* **INFORMATION GIVEN**

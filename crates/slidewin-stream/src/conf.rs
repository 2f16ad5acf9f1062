use std::{
    path::{Path, PathBuf},
    time::Duration as StdDuration,
};

use slidewin::{Duration, IndexKind, DEFAULT_WINDOW_RANGE};

use crate::kind::AggregateKind;

/// Default folder the result files are written to
pub const DEFAULT_OUTPUT_FOLDER: &str = "output";

/// Configuration of the consumer side of the pipeline
///
/// # Example
///
/// ```
/// use slidewin::NumericalDuration;
/// use slidewin_stream::{AggregateKind, PipelineConf};
///
/// let conf = PipelineConf::default()
///     .with_output_folder("/tmp/results")
///     .with_window_range(10.seconds());
/// assert_eq!(
///     conf.output_path(AggregateKind::Sum),
///     std::path::Path::new("/tmp/results/window_sum_result.txt")
/// );
/// ```
#[derive(Debug, Clone)]
pub struct PipelineConf {
    /// Window range shared by both aggregates
    pub window_range: Duration,
    /// Folder for `<topic>_result.txt` files
    pub output_folder: PathBuf,
    /// Topic carrying values for the SUM stream
    pub sum_topic: String,
    /// Topic carrying values for the MEDIAN stream
    pub median_topic: String,
    /// Ordered index used by the MEDIAN stream
    pub median_index: IndexKind,
}

impl Default for PipelineConf {
    fn default() -> Self {
        Self {
            window_range: DEFAULT_WINDOW_RANGE,
            output_folder: PathBuf::from(DEFAULT_OUTPUT_FOLDER),
            sum_topic: AggregateKind::Sum.default_topic().to_string(),
            median_topic: AggregateKind::Median.default_topic().to_string(),
            median_index: IndexKind::default(),
        }
    }
}

impl PipelineConf {
    /// Configures the window range
    pub fn with_window_range(mut self, range: Duration) -> Self {
        self.window_range = range;
        self
    }
    /// Configures the output folder
    pub fn with_output_folder(mut self, folder: impl Into<PathBuf>) -> Self {
        self.output_folder = folder.into();
        self
    }
    /// Configures the topic for a given aggregate kind
    pub fn with_topic(mut self, kind: AggregateKind, topic: impl Into<String>) -> Self {
        match kind {
            AggregateKind::Sum => self.sum_topic = topic.into(),
            AggregateKind::Median => self.median_topic = topic.into(),
        }
        self
    }
    /// Configures the MEDIAN index strategy
    pub fn with_median_index(mut self, kind: IndexKind) -> Self {
        self.median_index = kind;
        self
    }
    /// Returns the topic of a given aggregate kind
    pub fn topic(&self, kind: AggregateKind) -> &str {
        match kind {
            AggregateKind::Sum => &self.sum_topic,
            AggregateKind::Median => &self.median_topic,
        }
    }
    /// Returns the result file of a given aggregate kind
    pub fn output_path(&self, kind: AggregateKind) -> PathBuf {
        result_path(&self.output_folder, self.topic(kind))
    }
}

/// Returns `<folder>/<topic>_result.txt`
pub fn result_path(folder: &Path, topic: &str) -> PathBuf {
    folder.join(format!("{topic}_result.txt"))
}

/// Configuration of the synthetic publisher
#[derive(Debug, Clone)]
pub struct PublisherConf {
    /// Values published per second
    pub rate: u32,
    /// How long to publish before sending the end-of-stream sentinel
    pub send_duration: StdDuration,
    /// Values are drawn uniformly from `0..max_value`
    pub max_value: i64,
    /// Seed for the value generator, random if unset
    pub seed: Option<u64>,
    /// Topics every value is published to
    pub topics: Vec<String>,
}

impl Default for PublisherConf {
    fn default() -> Self {
        Self {
            rate: 20,
            send_duration: StdDuration::from_secs(60),
            // 20 events/s over 5s keeps at most ~100 values in a window, far from i64 overflow
            max_value: 10000,
            seed: None,
            topics: AggregateKind::ALL
                .iter()
                .map(|k| k.default_topic().to_string())
                .collect(),
        }
    }
}

impl PublisherConf {
    /// Configures the publish rate in values per second
    ///
    /// # Panics
    ///
    /// Panics if `rate` is zero.
    pub fn with_rate(mut self, rate: u32) -> Self {
        assert!(rate > 0, "publish rate must be positive");
        self.rate = rate;
        self
    }
    /// Configures the send duration
    pub fn with_send_duration(mut self, duration: StdDuration) -> Self {
        self.send_duration = duration;
        self
    }
    /// Configures the exclusive upper bound for values
    ///
    /// # Panics
    ///
    /// Panics if `max_value` is not positive.
    pub fn with_max_value(mut self, max_value: i64) -> Self {
        assert!(max_value > 0, "max value must be positive");
        self.max_value = max_value;
        self
    }
    /// Configures a fixed seed for reproducible runs
    pub fn with_seed(mut self, seed: u64) -> Self {
        self.seed = Some(seed);
        self
    }
    /// Configures the topics values are published to
    pub fn with_topics<I, S>(mut self, topics: I) -> Self
    where
        I: IntoIterator<Item = S>,
        S: Into<String>,
    {
        self.topics = topics.into_iter().map(Into::into).collect();
        self
    }
    /// Returns the delay between two published values
    pub fn period(&self) -> StdDuration {
        StdDuration::from_secs(1) / self.rate
    }
}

* **EXERCISE DIRECTIONS**
Scan the material for the string "published". Copy each line where it appears.

* **FINISHED EXERCISE**
    /// Values published per second
    /// Topics every value is published to
    /// Configures the topics values are published to
    /// Returns the delay between two published values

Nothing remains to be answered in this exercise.